Da análise deste documento, conclui-se facilmente que o projeto da MUSAMI não vai permitir cumprir as metas comunitárias. Com efeito, o Ecoparque prevê atingir as seguintes taxas de reciclagem, as quais são muito inferiores às metas estabelecidas:

 – 38% em 2025, quando a meta é 55%

– 41% em 2030, quando a meta é 60%

– 44% em 2035, quando a meta é 65%

Da análise do projeto, também se conclui que a incineração é o destino principal que se pretende dar aos resíduos urbanos de São Miguel, opção que choca com tudo o que está previsto nas diretivas comunitárias, quer em termos de metas de reciclagem e hierarquia da gestão de resíduos, quer em termos de economia circular e combate às alterações climáticas.

Outro dos problemas destas intenções da MUSAMI é o facto do projeto da unidade de Tratamento Mecânico e Biológico não ser explorado no seu máximo potencial, uma vez que apresenta uma taxa de reciclagem de 18% quando, se fossem utilizadas as melhores tecnologias disponíveis, poderia ultrapassar os 50%.

Não se compreende, por exemplo, por que razão esta unidade está preparada para tratar apenas ⅔ dos resíduos orgânicos produzidos, quando poderia facilmente tratar a sua totalidade, ficando-se com a ideia que a MUSAMI não vai investir o suficiente nesta instalação e, assim, ainda sobrarem resíduos que possam justificar o projeto da incineradora.

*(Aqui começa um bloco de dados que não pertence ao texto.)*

//! Tab-separated measurement logs.
//!
//! One measurement per line, sensor tag first:
//!
//! ```text
//! L	px	py	timestamp_us	[gt_px	gt_py	gt_vx	gt_vy ...]
//! R	range	bearing	range_rate	timestamp_us	[gt_px	gt_py	gt_vx	gt_vy ...]
//! ```
//!
//! Anything after the four ground-truth columns is ignored.

use std::io::Read;

use crate::error::FilterError;
use crate::measurement::{MeasurementPackage, SensorKind};
use crate::metrics::GroundTruth;

#[derive(Debug, thiserror::Error)]
pub enum RecordError {
    #[error("csv error: {0}")]
    Csv(#[from] csv::Error),

    #[error("line {line}: {message}")]
    Parse { line: u64, message: String },

    #[error("line {line}: {source}")]
    Measurement { line: u64, source: FilterError },
}

#[derive(Debug, Clone, Copy, PartialEq)]
pub struct LogEntry {
    pub package: MeasurementPackage,
    pub truth: Option<GroundTruth>,
}

pub fn reader<R: Read>(rdr: R) -> csv::Reader<R> {
    csv::ReaderBuilder::new()
        .delimiter(b'\t')
        .has_headers(false)
        .flexible(true)
        .trim(csv::Trim::All)
        .from_reader(rdr)
}

/// Reads every entry of a log.
pub fn read_log<R: Read>(rdr: R) -> Result<Vec<LogEntry>, RecordError> {
    reader(rdr)
        .records()
        .map(|record| parse_record(&record?))
        .collect()
}

pub fn parse_record(record: &csv::StringRecord) -> Result<LogEntry, RecordError> {
    let line = record.position().map_or(0, |p| p.line());
    let parse_err = |message: String| RecordError::Parse { line, message };

    let kind = match record.get(0) {
        Some("L") => SensorKind::Laser,
        Some("R") => SensorKind::Radar,
        Some(tag) => return Err(parse_err(format!("unknown sensor tag {tag:?}"))),
        None => return Err(parse_err("empty record".to_string())),
    };
    let n = kind.dim();
    if record.len() < n + 2 {
        return Err(parse_err(format!(
            "{kind} record needs {} fields, got {}",
            n + 2,
            record.len()
        )));
    }

    let field = |i: usize| -> Result<f64, RecordError> {
        let s = &record[i];
        s.parse::<f64>()
            .map_err(|e| parse_err(format!("field {i} {s:?}: {e}")))
    };
    let values = (1..=n).map(&field).collect::<Result<Vec<_>, _>>()?;
    let timestamp_us = record[n + 1]
        .parse::<i64>()
        .map_err(|e| parse_err(format!("timestamp {:?}: {e}", &record[n + 1])))?;
    let package = MeasurementPackage::from_raw(kind, &values, timestamp_us)
        .map_err(|source| RecordError::Measurement { line, source })?;

    let truth = if record.len() >= n + 6 {
        Some(GroundTruth {
            px: field(n + 2)?,
            py: field(n + 3)?,
            vx: field(n + 4)?,
            vy: field(n + 5)?,
        })
    } else {
        None
    };

    Ok(LogEntry { package, truth })
}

REUNIÃO COM A AUTARCA DE PONTA DELGADA E PRESIDENTE DA AMISM

O Movimento tem agendada uma reunião com a Presidente da Câmara Municipal de Ponta Delgada que é também a Presidente da AMISM, com o objetivo de discutir os modelos de gestão presentes e futuros dos resíduos urbanos do concelho, assim como a integração dos mesmos na gestão dos resíduos urbanos de toda a ilha.

Dado que o Movimento está a preparar um documento para o Governo Regional com uma proposta de gestão dos resíduos urbanos para a Região, esta reunião afigura-se de grande relevância, tendo em atenção que o concelho de Ponta Delgada produz cerca de 60% dos resíduos urbanos de São Miguel e mais de um terço dos resíduos de todos os Açores.

REUNIÃO COM O SECRETÁRIO REGIONAL DO AMBIENTE E ALTERAÇÕES CLIMÁTICAS

Face à evidência de que os sistemas de gestão de resíduos da MUSAMI e da TERAMB impedem o cumprimento das metas de reciclagem em São Miguel, Terceira e nos Açores, o Movimento “Salvar a Ilha” insiste numa reunião urgente com o Secretário Regional Alonso Miguel, para apresentar o modelo de gestão integrada e sustentável de resíduos defendido pelas associações ambientalistas que irá viabilizar o cumprimento das metas de reciclagem e da hierarquia da gestão de resíduos, bem como a transição para a economia circular no arquipélago dos Açores.